───── Extracted entries ─────

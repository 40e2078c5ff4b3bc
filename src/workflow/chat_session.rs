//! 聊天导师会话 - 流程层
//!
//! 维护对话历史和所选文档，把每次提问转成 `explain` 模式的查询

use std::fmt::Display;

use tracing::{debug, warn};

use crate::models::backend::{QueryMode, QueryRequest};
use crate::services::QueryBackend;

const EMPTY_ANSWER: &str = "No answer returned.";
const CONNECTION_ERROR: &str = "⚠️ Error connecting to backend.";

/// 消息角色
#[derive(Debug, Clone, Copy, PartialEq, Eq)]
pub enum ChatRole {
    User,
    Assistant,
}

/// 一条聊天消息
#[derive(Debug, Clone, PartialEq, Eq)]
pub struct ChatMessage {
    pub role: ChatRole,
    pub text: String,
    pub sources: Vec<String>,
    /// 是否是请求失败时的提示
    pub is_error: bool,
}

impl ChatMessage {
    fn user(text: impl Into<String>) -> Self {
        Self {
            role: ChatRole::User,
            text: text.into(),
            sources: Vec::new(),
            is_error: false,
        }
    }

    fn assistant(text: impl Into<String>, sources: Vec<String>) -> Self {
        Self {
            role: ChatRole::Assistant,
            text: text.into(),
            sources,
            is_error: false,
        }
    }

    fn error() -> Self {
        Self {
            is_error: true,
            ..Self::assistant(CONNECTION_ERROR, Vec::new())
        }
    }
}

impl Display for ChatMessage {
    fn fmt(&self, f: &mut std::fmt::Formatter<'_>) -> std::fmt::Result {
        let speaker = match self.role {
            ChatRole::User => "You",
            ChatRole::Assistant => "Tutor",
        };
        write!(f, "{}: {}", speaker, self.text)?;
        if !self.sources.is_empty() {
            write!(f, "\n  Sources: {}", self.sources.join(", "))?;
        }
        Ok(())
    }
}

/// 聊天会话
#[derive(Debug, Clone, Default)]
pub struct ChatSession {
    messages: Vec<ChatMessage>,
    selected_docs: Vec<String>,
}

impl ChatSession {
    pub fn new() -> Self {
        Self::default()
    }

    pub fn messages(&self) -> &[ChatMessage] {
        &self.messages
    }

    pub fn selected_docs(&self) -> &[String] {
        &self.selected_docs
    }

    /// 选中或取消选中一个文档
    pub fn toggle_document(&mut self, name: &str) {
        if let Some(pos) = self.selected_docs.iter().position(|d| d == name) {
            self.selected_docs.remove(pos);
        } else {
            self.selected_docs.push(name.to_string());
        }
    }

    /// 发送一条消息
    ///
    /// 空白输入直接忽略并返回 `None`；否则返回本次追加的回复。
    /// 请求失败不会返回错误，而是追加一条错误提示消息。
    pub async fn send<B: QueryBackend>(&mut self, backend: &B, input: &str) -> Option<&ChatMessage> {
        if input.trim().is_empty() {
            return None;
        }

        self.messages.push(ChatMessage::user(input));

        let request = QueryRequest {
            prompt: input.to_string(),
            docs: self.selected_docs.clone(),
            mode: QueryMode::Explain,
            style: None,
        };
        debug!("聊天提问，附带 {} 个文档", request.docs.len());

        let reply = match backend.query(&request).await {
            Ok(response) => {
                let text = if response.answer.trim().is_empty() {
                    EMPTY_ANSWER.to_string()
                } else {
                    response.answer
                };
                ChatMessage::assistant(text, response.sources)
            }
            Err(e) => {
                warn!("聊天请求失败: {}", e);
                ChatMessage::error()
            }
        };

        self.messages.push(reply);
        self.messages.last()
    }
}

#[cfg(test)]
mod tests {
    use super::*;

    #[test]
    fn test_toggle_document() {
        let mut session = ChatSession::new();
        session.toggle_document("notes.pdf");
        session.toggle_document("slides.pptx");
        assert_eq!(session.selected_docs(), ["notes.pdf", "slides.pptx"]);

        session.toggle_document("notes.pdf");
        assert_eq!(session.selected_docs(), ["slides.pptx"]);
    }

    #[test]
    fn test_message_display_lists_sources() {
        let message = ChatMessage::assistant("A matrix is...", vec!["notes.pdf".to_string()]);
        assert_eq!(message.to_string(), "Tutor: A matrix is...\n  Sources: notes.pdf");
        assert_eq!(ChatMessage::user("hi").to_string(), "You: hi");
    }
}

─────
───── Extracted entries ─────

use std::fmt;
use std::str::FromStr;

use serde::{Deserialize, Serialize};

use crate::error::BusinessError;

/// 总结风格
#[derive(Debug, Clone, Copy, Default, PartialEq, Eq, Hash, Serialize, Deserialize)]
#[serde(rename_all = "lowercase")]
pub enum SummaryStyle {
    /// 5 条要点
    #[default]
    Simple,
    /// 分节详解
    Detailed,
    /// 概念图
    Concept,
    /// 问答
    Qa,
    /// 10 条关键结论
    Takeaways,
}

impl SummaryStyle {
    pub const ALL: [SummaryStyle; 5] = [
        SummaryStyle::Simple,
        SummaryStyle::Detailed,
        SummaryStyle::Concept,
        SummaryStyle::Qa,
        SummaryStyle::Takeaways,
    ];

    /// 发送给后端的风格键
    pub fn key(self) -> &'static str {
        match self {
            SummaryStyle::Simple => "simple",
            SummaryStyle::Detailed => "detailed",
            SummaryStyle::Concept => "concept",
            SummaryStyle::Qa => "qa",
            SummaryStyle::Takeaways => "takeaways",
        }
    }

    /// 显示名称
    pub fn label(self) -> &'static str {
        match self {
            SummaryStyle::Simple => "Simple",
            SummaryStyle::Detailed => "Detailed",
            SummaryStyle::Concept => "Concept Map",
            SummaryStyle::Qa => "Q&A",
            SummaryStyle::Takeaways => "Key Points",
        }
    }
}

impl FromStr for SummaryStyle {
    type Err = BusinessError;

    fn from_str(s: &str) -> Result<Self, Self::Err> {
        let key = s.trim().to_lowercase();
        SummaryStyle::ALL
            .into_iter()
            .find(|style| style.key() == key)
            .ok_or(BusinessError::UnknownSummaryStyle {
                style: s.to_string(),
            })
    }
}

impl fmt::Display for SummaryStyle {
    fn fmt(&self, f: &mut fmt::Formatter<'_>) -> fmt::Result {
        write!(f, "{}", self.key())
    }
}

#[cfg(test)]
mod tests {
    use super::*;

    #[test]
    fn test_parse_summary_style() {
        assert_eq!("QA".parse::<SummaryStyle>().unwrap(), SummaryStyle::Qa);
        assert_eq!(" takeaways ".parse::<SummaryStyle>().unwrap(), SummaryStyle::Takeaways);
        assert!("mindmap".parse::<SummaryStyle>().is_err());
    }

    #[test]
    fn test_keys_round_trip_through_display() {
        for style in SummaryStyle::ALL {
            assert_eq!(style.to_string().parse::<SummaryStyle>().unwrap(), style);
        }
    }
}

─────

Your goal ::
What number of lines in the data contain the word "QueryMode"? Give the number and nothing else.

Response to the task ::
2